## Task instructions
Gather every line from the entries below that includes "calls".
^^^^^^^^^^^^^^^^
// crates/stmt-cache-core/tests/common/mod.rs
// =============================================================================
// Module: Statement Cache Test Helpers
// Description: Shared fixtures for connection and program integration tests.
// Purpose: Reduce duplication across integration tests for stmt-cache-core.
// =============================================================================

#![allow(dead_code, reason = "Test helpers are selectively used across suites.")]

use std::sync::Arc;

use stmt_cache_core::Connection;
use stmt_cache_core::EngineCall;
use stmt_cache_core::NativeStatement;
use stmt_cache_core::RecordingEngine;
use stmt_cache_core::StatementCacheConfig;

/// Opens a default connection over a fresh recording engine.
pub fn recording_connection() -> (Arc<RecordingEngine>, Connection) {
    let engine = Arc::new(RecordingEngine::new());
    let connection = Connection::with_defaults(engine.clone());
    (engine, connection)
}

/// Opens a connection with a specific cache capacity.
pub fn connection_with_capacity(max_sql_cache_size: usize) -> (Arc<RecordingEngine>, Connection) {
    let engine = Arc::new(RecordingEngine::new());
    let config = StatementCacheConfig {
        max_sql_cache_size,
        ..StatementCacheConfig::default()
    };
    let connection = Connection::open(engine.clone(), &config).expect("open connection");
    (engine, connection)
}

/// Builds a native statement identifier from a raw program statement id.
pub fn native(statement_id: u64) -> NativeStatement {
    NativeStatement::from_raw(statement_id).expect("compiled statement id")
}

/// Returns the compile calls in the log.
pub fn compiles(calls: &[EngineCall]) -> Vec<EngineCall> {
    calls.iter().filter(|call| matches!(call, EngineCall::Compile { .. })).cloned().collect()
}
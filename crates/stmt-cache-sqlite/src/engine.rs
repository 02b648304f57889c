// crates/stmt-cache-sqlite/src/engine.rs
// ============================================================================
// Module: SQLite Execution Engine
// Description: ExecutionEngine backed by a single rusqlite connection.
// Purpose: Run cached programs against a real SQLite database.
// Dependencies: stmt-cache-core, rusqlite, serde, thiserror, tracing
// ============================================================================

//! ## Overview
//! [`SqliteEngine`] maps each [`NativeStatement`] to a slot holding the SQL
//! text and its bound values. Compilation prepares the SQL once to validate
//! it and record the parameter count; binds are range-checked against that
//! count. Execution goes through rusqlite's prepared-statement cache, binds
//! the slot's values and collects column names, rows and change counts.
//!
//! The database connection is guarded by a mutex, so one engine serializes
//! every native call. Paths are validated against length limits before the
//! database is opened.

// ============================================================================
// SECTION: Imports
// ============================================================================

use std::collections::HashMap;
use std::path::Path;
use std::path::PathBuf;
use std::sync::Mutex;
use std::sync::MutexGuard;
use std::sync::PoisonError;
use std::time::Duration;

use rusqlite::Connection;
use rusqlite::OpenFlags;
use rusqlite::types::Value;
use serde::Deserialize;
use stmt_cache_core::EngineError;
use stmt_cache_core::ExecutionEngine;
use stmt_cache_core::NativeStatement;
use stmt_cache_core::SqlValue;
use stmt_cache_core::StatementOutput;
use thiserror::Error;

// ============================================================================
// SECTION: Constants
// ============================================================================

/// Default busy timeout (ms).
const DEFAULT_BUSY_TIMEOUT_MS: u64 = 5_000;
/// Default capacity of rusqlite's prepared-statement cache.
const DEFAULT_STATEMENT_CACHE_CAPACITY: usize = 16;
/// Maximum length of a single path component.
const MAX_PATH_COMPONENT_LENGTH: usize = 255;
/// Maximum total path length.
const MAX_TOTAL_PATH_LENGTH: usize = 4096;

// ============================================================================
// SECTION: Config
// ============================================================================

/// `SQLite` journal mode configuration.
#[derive(Debug, Clone, Copy, PartialEq, Eq, Deserialize, Default)]
#[serde(rename_all = "snake_case")]
pub enum SqliteJournalMode {
    /// WAL journal mode.
    #[default]
    Wal,
    /// Delete journal mode.
    Delete,
}

impl SqliteJournalMode {
    /// Returns the `SQLite` pragma value.
    #[must_use]
    pub const fn pragma_value(self) -> &'static str {
        match self {
            Self::Wal => "wal",
            Self::Delete => "delete",
        }
    }
}

/// `SQLite` sync mode configuration.
#[derive(Debug, Clone, Copy, PartialEq, Eq, Deserialize, Default)]
#[serde(rename_all = "snake_case")]
pub enum SqliteSyncMode {
    /// Full synchronous mode.
    #[default]
    Full,
    /// Normal synchronous mode.
    Normal,
}

impl SqliteSyncMode {
    /// Returns the `SQLite` pragma value.
    #[must_use]
    pub const fn pragma_value(self) -> &'static str {
        match self {
            Self::Full => "full",
            Self::Normal => "normal",
        }
    }
}

/// Configuration for a file-backed [`SqliteEngine`].
#[derive(Debug, Clone, Deserialize)]
pub struct SqliteEngineConfig {
    /// Path to the `SQLite` database file.
    pub path: PathBuf,
    /// Busy timeout in milliseconds.
    #[serde(default = "default_busy_timeout_ms")]
    pub busy_timeout_ms: u64,
    /// `SQLite` journal mode.
    #[serde(default)]
    pub journal_mode: SqliteJournalMode,
    /// `SQLite` sync mode.
    #[serde(default)]
    pub sync_mode: SqliteSyncMode,
    /// Capacity of rusqlite's prepared-statement cache used at execution.
    #[serde(default = "default_statement_cache_capacity")]
    pub statement_cache_capacity: usize,
}

impl SqliteEngineConfig {
    /// Builds a configuration for `path` with default settings.
    #[must_use]
    pub fn new(path: impl Into<PathBuf>) -> Self {
        Self {
            path: path.into(),
            busy_timeout_ms: DEFAULT_BUSY_TIMEOUT_MS,
            journal_mode: SqliteJournalMode::default(),
            sync_mode: SqliteSyncMode::default(),
            statement_cache_capacity: DEFAULT_STATEMENT_CACHE_CAPACITY,
        }
    }
}

/// Returns the default busy timeout for `SQLite` connections.
const fn default_busy_timeout_ms() -> u64 {
    DEFAULT_BUSY_TIMEOUT_MS
}

/// Returns the default prepared-statement cache capacity.
const fn default_statement_cache_capacity() -> usize {
    DEFAULT_STATEMENT_CACHE_CAPACITY
}

// ============================================================================
// SECTION: Errors
// ============================================================================

/// `SQLite` engine construction errors.
#[derive(Debug, Error)]
pub enum SqliteEngineError {
    /// Engine I/O error.
    #[error("sqlite engine io error: {0}")]
    Io(String),
    /// `SQLite` error.
    #[error("sqlite engine db error: {0}")]
    Db(String),
    /// Invalid engine configuration.
    #[error("sqlite engine invalid config: {0}")]
    Invalid(String),
}

impl From<SqliteEngineError> for EngineError {
    fn from(error: SqliteEngineError) -> Self {
        Self::Native(error.to_string())
    }
}

// ============================================================================
// SECTION: Engine
// ============================================================================

/// Native statement slot.
#[derive(Debug)]
struct StatementSlot {
    /// SQL text the statement was compiled from.
    sql: String,
    /// Bound values indexed by position minus one; unbound positions are `NULL`.
    parameters: Vec<SqlValue>,
}

/// Mutable engine state behind the connection mutex.
struct SqliteEngineState {
    /// Underlying `SQLite` connection.
    connection: Connection,
    /// Live statement slots.
    statements: HashMap<NativeStatement, StatementSlot>,
    /// Last identifier handed out.
    last_id: u64,
}

impl SqliteEngineState {
    /// Returns the slot for a live statement.
    fn slot_mut(&mut self, statement: NativeStatement) -> Result<&mut StatementSlot, EngineError> {
        self.statements.get_mut(&statement).ok_or(EngineError::UnknownStatement(statement.get()))
    }
}

/// `SQLite`-backed [`ExecutionEngine`].
pub struct SqliteEngine {
    /// Engine state guarded by a mutex.
    state: Mutex<SqliteEngineState>,
}
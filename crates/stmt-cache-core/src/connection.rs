// crates/stmt-cache-core/src/connection.rs
// ============================================================================
// Module: Connection
// Description: Owner of the statement cache, program registry and pinning.
// Purpose: Provide the cache and lifecycle hooks that programs call into.
// Dependencies: tracing
// ============================================================================

//! ## Overview
//! A [`Connection`] wraps an [`ExecutionEngine`] with a bounded
//! [`StatementCache`], a registry of open programs, and a reference count that
//! pins the connection while programs are alive. Closing the connection sweeps
//! every registered program through forced teardown and releases the owner
//! reference; once the count reaches zero every cached handle is destroyed.
//!
//! Locks are never nested in the order cache → program. The reference lock may
//! take the cache lock during the final release.

// ============================================================================
// SECTION: Imports
// ============================================================================

use std::collections::HashMap;
use std::fmt;
use std::sync::Arc;
use std::sync::Mutex;
use std::sync::MutexGuard;
use std::sync::PoisonError;
use std::sync::Weak;
use std::sync::atomic::AtomicBool;
use std::sync::atomic::AtomicU64;
use std::sync::atomic::Ordering;

use crate::cache::CacheStatsSnapshot;
use crate::cache::StatementCache;
use crate::cache::dispose_displaced;
use crate::config::ConfigError;
use crate::config::MAX_SQL_CACHE_SIZE;
use crate::config::StatementCacheConfig;
use crate::engine::EngineError;
use crate::engine::ExecutionEngine;
use crate::error::ProgramError;
use crate::handle::CompiledHandle;
use crate::program::ProgramInner;

// ============================================================================
// SECTION: Shared State
// ============================================================================

/// State shared by a connection, its programs and its handles.
///
/// # Invariants
/// - `references` counts the owner plus every live program.
/// - Once `references` reaches zero the cache is empty and stays empty.
pub(crate) struct ConnectionShared {
    /// Engine supplying native primitives.
    engine: Arc<dyn ExecutionEngine>,
    /// Emits debug-level lifecycle events when set.
    log_lifecycle: bool,
    /// Cleared by [`Connection::close`].
    open: AtomicBool,
    /// Pinning reference count.
    references: Mutex<u32>,
    /// Compiled handle cache.
    cache: Mutex<StatementCache>,
    /// Open programs keyed by program identifier.
    programs: Mutex<HashMap<u64, Weak<ProgramInner>>>,
    /// Source of program identifiers.
    next_program_id: AtomicU64,
}

impl ConnectionShared {
    /// Returns the engine.
    pub(crate) const fn engine(&self) -> &Arc<dyn ExecutionEngine> {
        &self.engine
    }

    /// Returns true when lifecycle debug events are enabled.
    pub(crate) const fn log_lifecycle(&self) -> bool {
        self.log_lifecycle
    }

    /// Returns true until the connection is closed.
    pub(crate) fn is_open(&self) -> bool {
        self.open.load(Ordering::Acquire)
    }

    /// Fails with a usage error when the connection is closed.
    pub(crate) fn verify_open(&self) -> Result<(), ProgramError> {
        if self.is_open() {
            Ok(())
        } else {
            Err(ProgramError::usage("connection is closed"))
        }
    }

    /// Locks the statement cache, recovering from poisoning.
    pub(crate) fn lock_cache(&self) -> MutexGuard<'_, StatementCache> {
        self.cache.lock().unwrap_or_else(PoisonError::into_inner)
    }

    /// Locks the program registry, recovering from poisoning.
    fn lock_programs(&self) -> MutexGuard<'_, HashMap<u64, Weak<ProgramInner>>> {
        self.programs.lock().unwrap_or_else(PoisonError::into_inner)
    }

    /// Pins the connection.
    pub(crate) fn acquire_reference(&self) -> Result<(), ProgramError> {
        let mut references = self.references.lock().unwrap_or_else(PoisonError::into_inner);
        if *references == 0 {
            return Err(ProgramError::usage("attempt to re-open an already-closed connection"));
        }
        *references = references
            .checked_add(1)
            .ok_or_else(|| ProgramError::usage("connection reference count overflow"))?;
        Ok(())
    }

    /// Unpins the connection, destroying every cached handle on the last release.
    pub(crate) fn release_reference(&self) -> Result<(), EngineError> {
        let mut references = self.references.lock().unwrap_or_else(PoisonError::into_inner);
        if *references == 0 {
            return Ok(());
        }
        *references -= 1;
        if *references > 0 {
            return Ok(());
        }
        self.open.store(false, Ordering::Release);
        let handles = self.lock_cache().drain();
        if self.log_lifecycle {
            tracing::debug!(cached = handles.len(), "stmt_cache.connection.released");
        }
        let mut first_error = None;
        for handle in handles {
            if let Err(error) = handle.destroy() {
                first_error.get_or_insert(error);
            }
        }
        first_error.map_or(Ok(()), Err)
    }

    /// Returns a fresh program identifier.
    pub(crate) fn next_program_id(&self) -> u64 {
        self.next_program_id.fetch_add(1, Ordering::Relaxed) + 1
    }

    /// Adds a program to the open-program registry.
    pub(crate) fn register_program(&self, id: u64, program: Weak<ProgramInner>) {
        self.lock_programs().insert(id, program);
    }

    /// Removes a program from the open-program registry.
    pub(crate) fn deregister_program(&self, id: u64) {
        self.lock_programs().remove(&id);
    }
}

// ============================================================================
// SECTION: Connection
// ============================================================================

/// Connection handle owning a statement cache.
///
/// Clones share the same connection state.
///
/// # Invariants
/// - A closed connection never reopens.
/// - Every program opened on the connection pins it until torn down.
#[derive(Clone)]
pub struct Connection {
    /// Shared connection state.
    shared: Arc<ConnectionShared>,
}

impl Connection {
    /// Opens a connection over `engine` with a validated cache configuration.
    ///
    /// # Errors
    ///
    /// Returns [`ConfigError`] when the configuration is invalid.
    pub fn open(
        engine: Arc<dyn ExecutionEngine>,
        config: &StatementCacheConfig,
    ) -> Result<Self, ConfigError> {
        config.validate()?;
        Ok(Self::build(engine, config))
    }

    /// Opens a connection with the default cache configuration.
    #[must_use]
    pub fn with_defaults(engine: Arc<dyn ExecutionEngine>) -> Self {
        Self::build(engine, &StatementCacheConfig::default())
    }

    /// Builds connection state holding the owner reference.
    fn build(engine: Arc<dyn ExecutionEngine>, config: &StatementCacheConfig) -> Self {
        Self {
            shared: Arc::new(ConnectionShared {
                engine,
                log_lifecycle: config.log_statement_lifecycle,
                open: AtomicBool::new(true),
                references: Mutex::new(1),
                cache: Mutex::new(StatementCache::new(config.max_sql_cache_size)),
                programs: Mutex::new(HashMap::new()),
                next_program_id: AtomicU64::new(0),
            }),
        }
    }

    /// Returns the shared state for program construction.
    pub(crate) const fn shared(&self) -> &Arc<ConnectionShared> {
        &self.shared
    }

    /// Returns true until the connection is closed.
    #[must_use]
    pub fn is_open(&self) -> bool {
        self.shared.is_open()
    }

    /// Fails when the connection is closed.
    ///
    /// # Errors
    ///
    /// Returns [`ProgramError::Usage`] when the connection is closed.
    pub fn verify_open(&self) -> Result<(), ProgramError> {
        self.shared.verify_open()
    }

    /// Pins the connection on behalf of an external holder.
    ///
    /// # Errors
    ///
    /// Returns [`ProgramError::Usage`] once every reference has been released.
    pub fn acquire_reference(&self) -> Result<(), ProgramError> {
        self.shared.acquire_reference()
    }

    /// Releases a reference taken with [`Connection::acquire_reference`].
    ///
    /// # Errors
    ///
    /// Returns [`ProgramError::Engine`] when destroying cached handles fails on
    /// the final release.
    pub fn release_reference(&self) -> Result<(), ProgramError> {
        Ok(self.shared.release_reference()?)
    }

    /// Returns the cached handle for `sql` without acquiring it.
    #[must_use]
    pub fn lookup_cached(&self, sql: &str) -> Option<Arc<CompiledHandle>> {
        self.shared.lock_cache().peek(sql.trim()).cloned()
    }

    /// Returns true when `handle` is the value currently cached for its SQL.
    #[must_use]
    pub fn is_cached(&self, handle: &CompiledHandle) -> bool {
        self.shared.lock_cache().contains_handle(handle)
    }

    /// Returns the number of cached handles.
    #[must_use]
    pub fn cached_statement_count(&self) -> usize {
        self.shared.lock_cache().len()
    }

    /// Returns the number of open programs.
    #[must_use]
    pub fn open_program_count(&self) -> usize {
        self.shared.lock_programs().len()
    }

    /// Returns the cache capacity.
    #[must_use]
    pub fn max_sql_cache_size(&self) -> usize {
        self.shared.lock_cache().max_size()
    }

    /// Grows the cache capacity.
    ///
    /// # Errors
    ///
    /// Returns [`ProgramError::Usage`] when `size` exceeds
    /// [`MAX_SQL_CACHE_SIZE`] or is smaller than the current capacity.
    pub fn set_max_sql_cache_size(&self, size: usize) -> Result<(), ProgramError> {
        if size > MAX_SQL_CACHE_SIZE {
            return Err(ProgramError::usage(format!(
                "max_sql_cache_size out of range: {size} (max {MAX_SQL_CACHE_SIZE})"
            )));
        }
        let mut cache = self.shared.lock_cache();
        if size < cache.max_size() {
            return Err(ProgramError::usage(format!(
                "cannot shrink max_sql_cache_size from {} to {size}",
                cache.max_size()
            )));
        }
        let displaced = cache.set_max_size(size);
        Ok(dispose_displaced(displaced)?)
    }

    /// Evicts the cached handle for `sql`, returning whether one was stored.
    ///
    /// An idle handle is destroyed immediately; a handle in use is destroyed
    /// by its holder on release.
    ///
    /// # Errors
    ///
    /// Returns [`ProgramError::Engine`] when destroying the handle fails.
    pub fn evict_cached(&self, sql: &str) -> Result<bool, ProgramError> {
        let mut cache = self.shared.lock_cache();
        let Some(handle) = cache.remove(sql.trim()) else {
            return Ok(false);
        };
        dispose_displaced(vec![handle])?;
        Ok(true)
    }

    /// Returns cache statistics.
    #[must_use]
    pub fn stats(&self) -> CacheStatsSnapshot {
        self.shared.lock_cache().stats()
    }

    /// Closes the connection.
    ///
    /// Every open program is torn down without de-registration, then the owner
    /// reference is released. Calling `close` again is a no-op.
    ///
    /// # Errors
    ///
    /// Returns the first [`ProgramError`] raised while tearing down programs or
    /// destroying cached handles; teardown continues past failures.
    pub fn close(&self) -> Result<(), ProgramError> {
        if !self.shared.open.swap(false, Ordering::AcqRel) {
            return Ok(());
        }
        let programs: Vec<Arc<ProgramInner>> = self
            .shared
            .lock_programs()
            .drain()
            .filter_map(|(_, program)| program.upgrade())
            .collect();
        if self.shared.log_lifecycle {
            tracing::debug!(programs = programs.len(), "stmt_cache.connection.close");
        }
        let mut first_error = None;
        for program in programs {
            if let Err(error) = program.release_from_container() {
                first_error.get_or_insert(error);
            }
        }
        if let Err(error) = self.shared.release_reference() {
            first_error.get_or_insert(error.into());
        }
        first_error.map_or(Ok(()), Err)
    }
}

impl fmt::Debug for Connection {
    fn fmt(&self, f: &mut fmt::Formatter<'_>) -> fmt::Result {
        f.debug_struct("Connection")
            .field("open", &self.is_open())
            .field("cached_statements", &self.cached_statement_count())
            .field("open_programs", &self.open_program_count())
            .finish_non_exhaustive()
    }
}
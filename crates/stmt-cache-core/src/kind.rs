// crates/stmt-cache-core/src/kind.rs
// ============================================================================
// Module: Statement Classification
// Description: Prefix-based statement kind detection and cacheability policy.
// Purpose: Decide which SQL texts may share a cached compiled handle.
// Dependencies: serde
// ============================================================================

//! ## Overview
//! SQL text is classified from its first three characters, compared
//! case-insensitively, after trimming. Classification never parses SQL; text
//! shorter than three characters is [`StatementKind::Other`].
//!
//! Cacheability is a fixed partition: every kind except
//! [`StatementKind::Select`] and [`StatementKind::Update`] shares compiled
//! handles through the connection cache.

// ============================================================================
// SECTION: Imports
// ============================================================================

use serde::Deserialize;
use serde::Serialize;

// ============================================================================
// SECTION: Statement Kind
// ============================================================================

/// Statement classification derived from the leading keyword.
///
/// # Invariants
/// - Variants are stable for programmatic handling and diagnostics.
#[derive(Debug, Clone, Copy, PartialEq, Eq, Hash, Serialize, Deserialize)]
#[serde(rename_all = "snake_case")]
pub enum StatementKind {
    /// `SELECT` query.
    Select,
    /// `INSERT` statement.
    Insert,
    /// `UPDATE` statement.
    Update,
    /// `DELETE` statement.
    Delete,
    /// `REPLACE` statement.
    Replace,
    /// `ATTACH` statement.
    Attach,
    /// `BEGIN` transaction.
    Begin,
    /// `COMMIT` or `END` transaction.
    Commit,
    /// `ROLLBACK` transaction.
    Abort,
    /// `PRAGMA` statement.
    Pragma,
    /// `CREATE`, `DROP` or `ALTER` statement.
    Ddl,
    /// `ANALYZE` or `DETACH`, which the engine runs unprepared.
    Unprepared,
    /// Anything else.
    Other,
}

impl StatementKind {
    /// Classifies trimmed SQL text by its leading keyword prefix.
    #[must_use]
    pub fn classify(sql: &str) -> Self {
        let sql = sql.trim_start();
        let Some(prefix) = sql.get(.. 3) else {
            return Self::Other;
        };
        match prefix.to_ascii_uppercase().as_str() {
            "SEL" => Self::Select,
            "INS" => Self::Insert,
            "UPD" => Self::Update,
            "DEL" => Self::Delete,
            "REP" => Self::Replace,
            "ATT" => Self::Attach,
            "BEG" => Self::Begin,
            "COM" | "END" => Self::Commit,
            "ROL" => Self::Abort,
            "PRA" => Self::Pragma,
            "CRE" | "DRO" | "ALT" => Self::Ddl,
            "ANA" | "DET" => Self::Unprepared,
            _ => Self::Other,
        }
    }

    /// Returns true when statements of this kind share cached handles.
    #[must_use]
    pub const fn is_cacheable(self) -> bool {
        !matches!(self, Self::Select | Self::Update)
    }

    /// Returns a stable label for the kind.
    #[must_use]
    pub const fn as_str(self) -> &'static str {
        match self {
            Self::Select => "select",
            Self::Insert => "insert",
            Self::Update => "update",
            Self::Delete => "delete",
            Self::Replace => "replace",
            Self::Attach => "attach",
            Self::Begin => "begin",
            Self::Commit => "commit",
            Self::Abort => "abort",
            Self::Pragma => "pragma",
            Self::Ddl => "ddl",
            Self::Unprepared => "unprepared",
            Self::Other => "other",
        }
    }
}
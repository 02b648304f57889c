// crates/stmt-cache-sqlite/tests/sqlite_programs.rs
// ============================================================================
// Module: SQLite Program Tests
// Description: Cached programs running against file-backed SQLite databases.
// Purpose: Ensure the cache protocol holds end to end on a real engine.
// Dependencies: stmt-cache-sqlite, stmt-cache-core, tempfile, toml
// ============================================================================

//! ## Overview
//! Opens [`SqliteEngine`] on temporary files and drives it through
//! [`Connection`] and [`Program`]: deferred binds, statement reuse,
//! uncached queries, persistence across engines and config parsing.

#![allow(
    clippy::panic,
    clippy::unwrap_used,
    clippy::expect_used,
    clippy::use_debug,
    missing_docs,
    reason = "Test-only panic-based assertions are permitted."
)]

// ============================================================================
// SECTION: Imports
// ============================================================================

use std::path::Path;
use std::sync::Arc;

use stmt_cache_core::Connection;
use stmt_cache_core::Program;
use stmt_cache_core::SqlValue;
use stmt_cache_sqlite::SqliteEngine;
use stmt_cache_sqlite::SqliteEngineConfig;
use stmt_cache_sqlite::SqliteEngineError;
use stmt_cache_sqlite::SqliteJournalMode;
use stmt_cache_sqlite::SqliteSyncMode;
use tempfile::TempDir;

// ============================================================================
// SECTION: Helpers
// ============================================================================

fn open(path: &Path) -> (Arc<SqliteEngine>, Connection) {
    let engine = Arc::new(SqliteEngine::open(&SqliteEngineConfig::new(path)).unwrap());
    let connection = Connection::with_defaults(engine.clone());
    (engine, connection)
}

fn create_notes(connection: &Connection) {
    Program::new(connection, "CREATE TABLE IF NOT EXISTS notes (id INTEGER PRIMARY KEY, body TEXT, data BLOB, score REAL)")
        .unwrap()
        .execute()
        .unwrap();
}

fn count_notes(connection: &Connection) -> i64 {
    let program = Program::new(connection, "SELECT COUNT(*) FROM notes").unwrap();
    match program.execute().unwrap().rows.as_slice() {
        [row] => match row.as_slice() {
            [SqlValue::Integer(count)] => *count,
            other => panic!("unexpected row: {other:?}"),
        },
        other => panic!("unexpected rows: {other:?}"),
    }
}

// ============================================================================
// SECTION: Tests
// ============================================================================

#[test]
fn deferred_binds_reach_sqlite() {
    let dir = TempDir::new().unwrap();
    let (_engine, connection) = open(&dir.path().join("notes.db"));
    create_notes(&connection);

    let insert = Program::deferred(
        &connection,
        "INSERT INTO notes (id, body, data, score) VALUES (?, ?, ?, ?)",
    )
    .unwrap();
    insert.bind_integer(1, 1).unwrap();
    insert.bind_text(2, "hello").unwrap();
    insert.bind_binary(3, &[0xde_u8, 0xad][..]).unwrap();
    insert.bind_real(4, 0.5).unwrap();
    assert_eq!(insert.execute().unwrap().changes, 1);

    let select = Program::new(&connection, "SELECT body, data, score FROM notes WHERE id = ?").unwrap();
    select.bind_integer(1, 1).unwrap();
    let output = select.execute().unwrap();
    assert_eq!(output.columns, vec!["body", "data", "score"]);
    assert_eq!(
        output.rows,
        vec![vec![
            SqlValue::Text("hello".to_string()),
            SqlValue::Binary(vec![0xde, 0xad]),
            SqlValue::Real(0.5),
        ]]
    );
}

#[test]
fn repeated_inserts_reuse_one_native_statement() {
    let dir = TempDir::new().unwrap();
    let (engine, connection) = open(&dir.path().join("notes.db"));
    create_notes(&connection);

    let sql = "INSERT INTO notes (body) VALUES (?)";
    let mut ids = Vec::new();
    for index in 0 .. 5 {
        let program = Program::new(&connection, sql).unwrap();
        program.bind_text(1, format!("note {index}").as_str()).unwrap();
        program.execute().unwrap();
        ids.push(program.statement_id());
        program.close().unwrap();
    }
    ids.dedup();
    assert_eq!(ids.len(), 1);
    assert_eq!(count_notes(&connection), 5);
    assert_eq!(connection.stats().hits, 4);
    // The CREATE and INSERT handles stay cached; the COUNT query was destroyed.
    assert_eq!(engine.live_statement_count(), 2);
}

#[test]
fn bind_out_of_range_surfaces_engine_error() {
    let dir = TempDir::new().unwrap();
    let (_engine, connection) = open(&dir.path().join("notes.db"));
    create_notes(&connection);
    let program = Program::deferred(&connection, "DELETE FROM notes WHERE id = ?").unwrap();
    program.bind_integer(2, 1).unwrap();
    let error = program.compile().unwrap_err();
    assert!(!error.is_usage());
    assert!(!program.is_compiled());
}

#[test]
fn data_persists_across_engines() {
    let dir = TempDir::new().unwrap();
    let path = dir.path().join("nested").join("notes.db");
    {
        let (engine, connection) = open(&path);
        create_notes(&connection);
        let insert = Program::new(&connection, "INSERT INTO notes (body) VALUES ('kept')").unwrap();
        insert.execute().unwrap();
        drop(insert);
        connection.close().unwrap();
        assert_eq!(engine.live_statement_count(), 0);
    }
    let (_engine, connection) = open(&path);
    assert_eq!(count_notes(&connection), 1);
}

#[test]
fn open_rejects_directory_path() {
    let dir = TempDir::new().unwrap();
    let result = SqliteEngine::open(&SqliteEngineConfig::new(dir.path()));
    assert!(matches!(result, Err(SqliteEngineError::Invalid(_))));
}

#[test]
fn open_rejects_overlong_component() {
    let dir = TempDir::new().unwrap();
    let path = dir.path().join("a".repeat(300));
    let result = SqliteEngine::open(&SqliteEngineConfig::new(path));
    assert!(matches!(result, Err(SqliteEngineError::Invalid(_))));
}

#[test]
fn config_parses_from_toml() {
    let config: SqliteEngineConfig = toml::from_str(
        r#"
        path = "data/cache.db"
        busy_timeout_ms = 250
        journal_mode = "delete"
        sync_mode = "normal"
        "#,
    )
    .unwrap();
    assert_eq!(config.path, Path::new("data/cache.db"));
    assert_eq!(config.busy_timeout_ms, 250);
    assert_eq!(config.journal_mode, SqliteJournalMode::Delete);
    assert_eq!(config.sync_mode, SqliteSyncMode::Normal);
    assert_eq!(config.statement_cache_capacity, 16);
}

#[test]
fn delete_journal_mode_opens() {
    let dir = TempDir::new().unwrap();
    let mut config = SqliteEngineConfig::new(dir.path().join("delete.db"));
    config.journal_mode = SqliteJournalMode::Delete;
    config.sync_mode = SqliteSyncMode::Normal;
    let engine = Arc::new(SqliteEngine::open(&config).unwrap());
    let connection = Connection::with_defaults(engine);
    create_notes(&connection);
    assert_eq!(count_notes(&connection), 0);
}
^^^^^^^^^^^^^^^^
## Response for this exercise
/// Returns the compile calls in the log.
pub fn compiles(calls: &[EngineCall]) -> Vec<EngineCall> {
    calls.iter().filter(|call| matches!(call, EngineCall::Compile { .. })).cloned().collect()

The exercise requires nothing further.